→ **REQUIRED WORK**
Exactly as written, restate the material below from its first line through the line containing "file, for diagnostics", and stop there.

[PROVIDED DATA — start]

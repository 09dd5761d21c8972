use image::{codecs::jpeg::JpegEncoder, imageops::FilterType, RgbImage};
use std::path::PathBuf;
use tokio::task;
use tracing::{debug, info};

use super::payload::{to_data_url, JPEG_MIME};
use crate::config::QUALITY_LADDER;
use crate::error::{CatalogError, Result};
use crate::state::ImageRef;

/// A size-bounded JPEG ready to store in a slot or upload
#[derive(Debug, Clone, PartialEq, Eq)]
pub struct CompressedImage {
    /// Encoded JPEG bytes
    pub bytes: Vec<u8>,
    pub width: u32,
    pub height: u32,
    /// JPEG quality (1-100) of the accepted encoding
    pub quality: u8,
    /// Number of encodings tried
    pub attempts: usize,
    /// Size of the input file, for diagnostics
    pub original_len: usize,
}

impl CompressedImage {
    pub fn len(&self) -> usize {
        self.bytes.len()
    }

    pub fn is_empty(&self) -> bool {
        self.bytes.is_empty()
    }

    /// Inline form stored in catalog records
    pub fn to_data_url(&self) -> String {
        to_data_url(JPEG_MIME, &self.bytes)
    }

    pub fn to_image_ref(&self) -> ImageRef {
        ImageRef::new(self.to_data_url())
    }
}

/// Result of walking the quality ladder
#[derive(Debug, Clone, PartialEq, Eq)]
pub struct QualityPick {
    pub bytes: Vec<u8>,
    pub quality: u8,
    pub attempts: usize,
}

/// Dimensions after fitting the longer side into `max_dimension`
///
/// Images already within bounds keep their size.
pub fn target_dimensions(width: u32, height: u32, max_dimension: u32) -> (u32, u32) {
    if width <= max_dimension && height <= max_dimension {
        return (width, height);
    }

    let scale = |short: u32, long: u32| -> u32 {
        let scaled = (short as f64 * max_dimension as f64 / long as f64).round() as u32;
        scaled.max(1)
    };

    if width > height {
        (max_dimension, scale(height, width))
    } else {
        (scale(width, height), max_dimension)
    }
}

/// Encode at decreasing qualities until the output fits in `max_bytes`
///
/// Walks `QUALITY_LADDER` (90 down to 10). The encoding at the last rung
/// is accepted whatever its size.
pub fn search_quality<F>(max_bytes: usize, mut encode: F) -> Result<QualityPick>
where
    F: FnMut(u8) -> Result<Vec<u8>>,
{
    let mut step = 0;
    loop {
        let quality = QUALITY_LADDER[step];
        let bytes = encode(quality)?;
        step += 1;

        let fits = bytes.len() <= max_bytes;
        if fits || step == QUALITY_LADDER.len() {
            debug!(
                "Accepted quality {} after {} attempt(s): {} bytes (target {}, fits: {})",
                quality,
                step,
                bytes.len(),
                max_bytes,
                fits
            );
            return Ok(QualityPick {
                bytes,
                quality,
                attempts: step,
            });
        }
    }
}

/// Encode an RGB buffer as JPEG at `quality`
fn encode_jpeg(rgb: &RgbImage, quality: u8) -> Result<Vec<u8>> {
    let mut buffer = Vec::new();
    {
        let mut encoder = JpegEncoder::new_with_quality(&mut buffer, quality);
        encoder.encode_image(rgb)?;
    }
    Ok(buffer)
}

/// Compress an image file's bytes to at most `max_kb` kilobytes
///
/// The image is downscaled so neither side exceeds `max_dimension`, then
/// re-encoded as JPEG with decreasing quality until it fits or the quality
/// floor is reached. Alpha is dropped.
pub fn compress_bytes(data: &[u8], max_kb: u32, max_dimension: u32) -> Result<CompressedImage> {
    let img = image::load_from_memory(data)?;
    let (width, height) = target_dimensions(img.width(), img.height(), max_dimension);

    let img = if (width, height) != (img.width(), img.height()) {
        debug!("Downscaling {}x{} to {}x{}", img.width(), img.height(), width, height);
        img.resize_exact(width, height, FilterType::Lanczos3)
    } else {
        img
    };

    let rgb = img.to_rgb8();
    let max_bytes = max_kb as usize * 1024;
    let pick = search_quality(max_bytes, |quality| encode_jpeg(&rgb, quality))?;

    Ok(CompressedImage {
        bytes: pick.bytes,
        width,
        height,
        quality: pick.quality,
        attempts: pick.attempts,
        original_len: data.len(),
    })
}

/// Read and compress an image file on a blocking worker
pub async fn compress_file(path: PathBuf, max_kb: u32, max_dimension: u32) -> Result<CompressedImage> {
    let data = tokio::fs::read(&path).await?;

    let compressed = task::spawn_blocking(move || compress_bytes(&data, max_kb, max_dimension))
        .await
        .map_err(|e| CatalogError::Decode(format!("Task join error: {}", e)))??;

    info!(
        "Compressed {}: {}KB -> {}KB (quality {})",
        path.file_name().unwrap_or_default().to_string_lossy(),
        compressed.original_len / 1024,
        compressed.len() / 1024,
        compressed.quality
    );

    Ok(compressed)
}
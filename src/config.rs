/// Editor and viewer settings
///
/// Settings live in a small JSON file in the user's config directory:
/// - Linux: ~/.config/catalog-editor/settings.json
/// - macOS: ~/Library/Application Support/catalog-editor/settings.json
/// - Windows: %APPDATA%\catalog-editor\settings.json
///
/// Every field has a serde default, so a partial or missing file still
/// produces a usable configuration.

use serde::{Deserialize, Serialize};
use std::fs;
use std::path::{Path, PathBuf};
use tracing::{info, warn};

use crate::error::Result;

/// Application directory name under the platform config/data dirs
pub const APP_DIR: &str = "catalog-editor";

/// Default snapshot file name, shared by the editor and the viewer
pub const SNAPSHOT_FILE_NAME: &str = "catalog_data.json";

/// Number of product slots in every catalog
pub const CATALOG_CAPACITY: usize = 200;

/// Default upper bound for a compressed image, in kilobytes
pub const DEFAULT_MAX_IMAGE_KB: u32 = 200;

/// Longest side an ingested image may keep, in pixels
pub const DEFAULT_MAX_DIMENSION: u32 = 1920;

/// JPEG qualities tried in order, 0.9 down to 0.1
pub const QUALITY_LADDER: [u8; 9] = [90, 80, 70, 60, 50, 40, 30, 20, 10];

/// Persistent settings
#[derive(Debug, Clone, PartialEq, Serialize, Deserialize)]
pub struct Settings {
    /// Local JSON snapshot used for autoload, export default and the viewer
    #[serde(default = "default_data_file")]
    pub data_file: PathBuf,

    /// Directory backing the bundled remote catalog store
    #[serde(default = "default_remote_dir")]
    pub remote_dir: PathBuf,

    /// Target size for compressed images
    #[serde(default = "default_max_image_kb")]
    pub max_image_kb: u32,

    /// Longest side kept when downscaling
    #[serde(default = "default_max_dimension")]
    pub max_dimension: u32,

    /// Quiet period before a typed product name is committed
    #[serde(default = "default_name_debounce_ms")]
    pub name_debounce_ms: u64,

    /// Sort viewer buckets by product name
    #[serde(default = "default_sort_viewer_by_name")]
    pub sort_viewer_by_name: bool,
}

fn data_root() -> PathBuf {
    let mut path = dirs::data_dir()
        .or_else(dirs::home_dir)
        .unwrap_or_else(|| PathBuf::from("."));
    path.push(APP_DIR);
    path
}

fn default_data_file() -> PathBuf {
    data_root().join(SNAPSHOT_FILE_NAME)
}

fn default_remote_dir() -> PathBuf {
    data_root().join("remote")
}

fn default_max_image_kb() -> u32 {
    DEFAULT_MAX_IMAGE_KB
}

fn default_max_dimension() -> u32 {
    DEFAULT_MAX_DIMENSION
}

fn default_name_debounce_ms() -> u64 {
    300
}

fn default_sort_viewer_by_name() -> bool {
    true
}

impl Default for Settings {
    fn default() -> Self {
        Self {
            data_file: default_data_file(),
            remote_dir: default_remote_dir(),
            max_image_kb: default_max_image_kb(),
            max_dimension: default_max_dimension(),
            name_debounce_ms: default_name_debounce_ms(),
            sort_viewer_by_name: default_sort_viewer_by_name(),
        }
    }
}

impl Settings {
    /// Path of the settings file
    pub fn config_path() -> PathBuf {
        let mut path = dirs::config_dir().unwrap_or_else(|| PathBuf::from("."));
        path.push(APP_DIR);
        path.push("settings.json");
        path
    }

    /// Load settings from the default location
    pub fn load() -> Self {
        Self::load_from(&Self::config_path())
    }

    /// Load settings from `path`, falling back to defaults
    ///
    /// A missing file is normal on first launch; a corrupt one is logged
    /// and ignored rather than blocking startup.
    pub fn load_from(path: &Path) -> Self {
        let contents = match fs::read_to_string(path) {
            Ok(contents) => contents,
            Err(_) => {
                info!("No settings at {}, using defaults", path.display());
                return Self::default();
            }
        };

        match serde_json::from_str(&contents) {
            Ok(settings) => settings,
            Err(e) => {
                warn!("Ignoring unreadable settings {}: {}", path.display(), e);
                Self::default()
            }
        }
    }

    /// Write settings to `path`, creating the parent directory
    pub fn save_to(&self, path: &Path) -> Result<()> {
        if let Some(parent) = path.parent() {
            fs::create_dir_all(parent)?;
        }
        let json = serde_json::to_string_pretty(self)
            .map_err(|e| crate::error::CatalogError::Io(e.to_string()))?;
        fs::write(path, json)?;
        Ok(())
    }

    /// Byte budget for one compressed image
    pub fn max_image_bytes(&self) -> usize {
        self.max_image_kb as usize * 1024
    }
}
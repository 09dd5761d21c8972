/// Read-only catalog viewer logic
///
/// The viewer reads the local JSON snapshot, drops blank slots, and groups
/// the remaining products into an "all" bucket plus one bucket per
/// category. Tabs switch between buckets without reading the file again.

use serde_json::Value;
use std::cmp::Ordering;
use std::path::Path;
use tracing::{info, warn};

use crate::grid::Filter;
use crate::state::{Category, Slot};
use crate::sync::local;

/// Title of the bucket holding every product
pub const ALL_TITLE: &str = "전체";

/// Shown instead of the grid when there is nothing to display
pub const UNAVAILABLE_TITLE: &str = "데이터를 불러올 수 없습니다";
pub const UNAVAILABLE_HINT: &str = "catalog_data.json 파일을 확인해주세요";

/// Card placeholders
pub const NO_IMAGE: &str = "이미지 없음";
pub const NO_NAME: &str = "제품명 없음";

#[derive(Debug, Clone, Copy, PartialEq, Eq)]
pub struct ViewerOptions {
    /// Sort every bucket by product name
    pub sort_by_name: bool,
    /// Show one bucket at a time behind tabs; otherwise every bucket is
    /// stacked as its own titled section
    pub tabbed: bool,
}

impl Default for ViewerOptions {
    fn default() -> Self {
        Self {
            sort_by_name: true,
            tabbed: true,
        }
    }
}

/// A titled group of products
#[derive(Debug, Clone, PartialEq, Eq)]
pub struct Bucket {
    pub filter: Filter,
    pub products: Vec<Slot>,
}

impl Bucket {
    pub fn title(&self) -> &'static str {
        match self.filter {
            Filter::All => ALL_TITLE,
            Filter::Category(category) => category.label(),
        }
    }
}

/// Compare product names in Korean dictionary order
///
/// Precomposed Hangul syllables are laid out in Unicode in dictionary
/// order, so comparing case-folded characters orders Korean names the way
/// the Korean locale does. Names that differ only in case put the
/// lowercase letter first, as the Korean locale does.
pub fn korean_cmp(a: &str, b: &str) -> Ordering {
    let fold = |s: &str| -> Vec<char> { s.trim().chars().flat_map(char::to_lowercase).collect() };
    let case_key = |s: &str| -> Vec<(bool, char)> { s.chars().map(|c| (c.is_uppercase(), c)).collect() };
    fold(a).cmp(&fold(b)).then_with(|| case_key(a).cmp(&case_key(b)))
}

/// Group products into the "all" bucket and per-category buckets
///
/// A product is shown when its image or name is non-empty, even if that
/// text is only whitespace; its card then falls back to the placeholders.
/// Only buckets with at least one product are returned, "all" first and
/// categories in their display order.
pub fn group(products: Vec<Slot>, options: ViewerOptions) -> Vec<Bucket> {
    let products: Vec<Slot> = products.into_iter().filter(|p| !p.is_unset()).collect();

    let mut buckets = vec![Bucket {
        filter: Filter::All,
        products: products.clone(),
    }];
    for category in Category::ALL {
        buckets.push(Bucket {
            filter: Filter::Category(category),
            products: products
                .iter()
                .filter(|p| p.category == Some(category))
                .cloned()
                .collect(),
        });
    }

    buckets.retain(|bucket| !bucket.products.is_empty());

    if options.sort_by_name {
        for bucket in &mut buckets {
            bucket.products.sort_by(|a, b| korean_cmp(&a.name, &b.name));
        }
    }

    buckets
}

/// Normalize raw snapshot entries, skipping nulls
pub fn products_from_entries(entries: &[Value]) -> Vec<Slot> {
    entries
        .iter()
        .enumerate()
        .filter(|(_, entry)| !entry.is_null())
        .map(|(index, entry)| Slot::from_external(index, entry))
        .collect()
}

/// What the viewer window shows
#[derive(Debug, Clone, PartialEq, Eq)]
pub struct Showcase {
    buckets: Vec<Bucket>,
    selected: usize,
    tabbed: bool,
}

impl Showcase {
    pub fn from_entries(entries: &[Value], options: ViewerOptions) -> Self {
        Self {
            buckets: group(products_from_entries(entries), options),
            selected: 0,
            tabbed: options.tabbed,
        }
    }

    /// Load the snapshot at `path`
    ///
    /// A missing or unreadable snapshot is not an error for the viewer; it
    /// simply has nothing to show.
    pub fn load(path: &Path, options: ViewerOptions) -> Self {
        match local::load_entries(path) {
            Ok(entries) => {
                let showcase = Self::from_entries(&entries, options);
                info!(
                    "Loaded {} products from {}",
                    showcase.buckets.first().map_or(0, |b| b.products.len()),
                    path.display()
                );
                showcase
            }
            Err(e) if e.is_not_found() => {
                info!("No catalog snapshot at {}", path.display());
                Self::unavailable()
            }
            Err(e) => {
                warn!("Could not read catalog snapshot {}: {}", path.display(), e);
                Self::unavailable()
            }
        }
    }

    pub fn unavailable() -> Self {
        Self {
            buckets: Vec::new(),
            selected: 0,
            tabbed: true,
        }
    }

    /// True when the "unavailable" message should replace the grid
    pub fn is_unavailable(&self) -> bool {
        self.buckets.is_empty()
    }

    /// False when every bucket is shown at once as stacked sections
    pub fn is_tabbed(&self) -> bool {
        self.tabbed
    }

    pub fn buckets(&self) -> &[Bucket] {
        &self.buckets
    }

    /// Tab titles, in display order
    pub fn tabs(&self) -> Vec<&'static str> {
        self.buckets.iter().map(Bucket::title).collect()
    }

    /// Switch tabs; unknown filters are ignored
    pub fn select(&mut self, filter: Filter) {
        if let Some(position) = self.buckets.iter().position(|b| b.filter == filter) {
            self.selected = position;
        }
    }

    pub fn selected(&self) -> Option<&Bucket> {
        self.buckets.get(self.selected)
    }
}
/// Image ingestion module
///
/// This module handles:
/// - Downscaling and size-bounded JPEG recompression (compress.rs)
/// - Inline data URL encoding of compressed images (payload.rs)

pub mod compress;
pub mod payload;

pub use compress::{compress_bytes, compress_file, CompressedImage};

[PROVIDED DATA — finish]

→ **YOUR SOLUTION**
repository 09dd5761d21c8972
use image::{codecs::jpeg::JpegEncoder, imageops::FilterType, RgbImage};
use std::path::PathBuf;
use tokio::task;
use tracing::{debug, info};

use super::payload::{to_data_url, JPEG_MIME};
use crate::config::QUALITY_LADDER;
use crate::error::{CatalogError, Result};
use crate::state::ImageRef;

/// A size-bounded JPEG ready to store in a slot or upload
#[derive(Debug, Clone, PartialEq, Eq)]
pub struct CompressedImage {
    /// Encoded JPEG bytes
    pub bytes: Vec<u8>,
    pub width: u32,
    pub height: u32,
    /// JPEG quality (1-100) of the accepted encoding
    pub quality: u8,
    /// Number of encodings tried
    pub attempts: usize,
    /// Size of the input file, for diagnostics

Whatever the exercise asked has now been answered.